From the records below, please return each line that holds the word "enum".

- Data excerpts:
======

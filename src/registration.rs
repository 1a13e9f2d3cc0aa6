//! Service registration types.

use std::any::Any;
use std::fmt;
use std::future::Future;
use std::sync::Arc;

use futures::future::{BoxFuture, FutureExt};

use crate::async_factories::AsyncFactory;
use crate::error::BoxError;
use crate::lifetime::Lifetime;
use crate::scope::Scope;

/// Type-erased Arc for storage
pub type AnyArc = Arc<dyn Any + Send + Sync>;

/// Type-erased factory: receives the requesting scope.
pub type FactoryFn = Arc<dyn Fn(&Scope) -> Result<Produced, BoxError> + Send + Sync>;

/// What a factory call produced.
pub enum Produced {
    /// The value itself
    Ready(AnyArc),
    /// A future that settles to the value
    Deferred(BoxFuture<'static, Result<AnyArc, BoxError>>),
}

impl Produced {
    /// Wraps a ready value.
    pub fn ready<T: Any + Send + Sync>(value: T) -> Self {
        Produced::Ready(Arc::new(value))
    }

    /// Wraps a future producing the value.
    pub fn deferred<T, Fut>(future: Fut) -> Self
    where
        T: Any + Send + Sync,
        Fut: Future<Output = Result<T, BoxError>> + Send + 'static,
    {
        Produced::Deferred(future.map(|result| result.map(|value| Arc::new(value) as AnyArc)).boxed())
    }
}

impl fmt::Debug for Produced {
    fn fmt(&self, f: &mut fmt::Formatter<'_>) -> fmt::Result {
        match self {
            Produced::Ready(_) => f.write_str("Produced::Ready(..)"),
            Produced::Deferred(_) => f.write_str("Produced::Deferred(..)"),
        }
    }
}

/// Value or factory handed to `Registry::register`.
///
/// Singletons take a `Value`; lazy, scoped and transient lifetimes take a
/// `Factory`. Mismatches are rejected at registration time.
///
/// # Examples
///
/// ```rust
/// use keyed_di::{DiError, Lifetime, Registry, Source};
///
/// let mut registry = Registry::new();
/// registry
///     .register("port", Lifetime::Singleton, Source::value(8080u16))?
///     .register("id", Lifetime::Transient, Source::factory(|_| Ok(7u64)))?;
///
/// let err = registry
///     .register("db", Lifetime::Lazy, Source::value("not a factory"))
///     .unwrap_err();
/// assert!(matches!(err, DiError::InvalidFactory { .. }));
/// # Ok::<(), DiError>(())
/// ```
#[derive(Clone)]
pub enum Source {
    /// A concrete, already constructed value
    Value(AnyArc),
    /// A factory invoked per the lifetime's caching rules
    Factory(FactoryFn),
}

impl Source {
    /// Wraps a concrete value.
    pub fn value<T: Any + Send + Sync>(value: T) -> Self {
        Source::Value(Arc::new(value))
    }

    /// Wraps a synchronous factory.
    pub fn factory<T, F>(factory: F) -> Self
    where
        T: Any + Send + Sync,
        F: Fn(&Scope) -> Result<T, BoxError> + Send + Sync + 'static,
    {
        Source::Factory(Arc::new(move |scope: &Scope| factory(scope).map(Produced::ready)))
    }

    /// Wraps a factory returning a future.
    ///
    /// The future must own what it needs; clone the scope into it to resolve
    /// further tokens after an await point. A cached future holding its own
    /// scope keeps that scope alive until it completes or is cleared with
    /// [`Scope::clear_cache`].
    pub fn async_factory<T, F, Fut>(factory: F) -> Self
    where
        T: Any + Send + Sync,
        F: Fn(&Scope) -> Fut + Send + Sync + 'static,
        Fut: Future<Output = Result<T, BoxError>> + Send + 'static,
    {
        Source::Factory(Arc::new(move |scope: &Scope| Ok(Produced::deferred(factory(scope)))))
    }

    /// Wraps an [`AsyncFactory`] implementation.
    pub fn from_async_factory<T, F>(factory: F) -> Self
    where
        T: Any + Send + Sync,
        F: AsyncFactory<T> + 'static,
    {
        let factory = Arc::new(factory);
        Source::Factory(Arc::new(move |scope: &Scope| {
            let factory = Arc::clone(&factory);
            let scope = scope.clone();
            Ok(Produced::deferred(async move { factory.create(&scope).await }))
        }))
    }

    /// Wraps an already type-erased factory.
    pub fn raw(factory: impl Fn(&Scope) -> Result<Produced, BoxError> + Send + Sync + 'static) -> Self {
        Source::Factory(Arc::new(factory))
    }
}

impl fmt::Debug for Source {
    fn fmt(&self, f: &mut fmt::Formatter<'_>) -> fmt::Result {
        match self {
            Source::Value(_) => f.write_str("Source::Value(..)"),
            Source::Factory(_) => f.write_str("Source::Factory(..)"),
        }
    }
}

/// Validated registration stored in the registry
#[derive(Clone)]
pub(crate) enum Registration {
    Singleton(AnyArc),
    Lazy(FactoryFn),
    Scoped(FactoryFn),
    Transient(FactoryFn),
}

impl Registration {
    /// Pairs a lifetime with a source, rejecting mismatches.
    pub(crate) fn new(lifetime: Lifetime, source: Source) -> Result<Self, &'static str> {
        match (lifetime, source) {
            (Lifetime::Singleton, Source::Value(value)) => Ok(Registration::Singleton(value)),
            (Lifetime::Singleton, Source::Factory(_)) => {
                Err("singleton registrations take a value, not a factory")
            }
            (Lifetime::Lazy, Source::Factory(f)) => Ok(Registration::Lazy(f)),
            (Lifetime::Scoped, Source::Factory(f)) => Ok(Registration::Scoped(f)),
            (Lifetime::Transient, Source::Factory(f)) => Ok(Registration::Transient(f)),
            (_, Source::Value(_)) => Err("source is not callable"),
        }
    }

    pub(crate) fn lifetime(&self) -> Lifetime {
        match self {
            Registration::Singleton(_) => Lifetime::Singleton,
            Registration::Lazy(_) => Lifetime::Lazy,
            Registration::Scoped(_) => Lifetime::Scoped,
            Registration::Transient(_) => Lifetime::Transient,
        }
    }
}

======

- Solution to the exercise:
pub enum Produced {
pub enum Source {
pub(crate) enum Registration {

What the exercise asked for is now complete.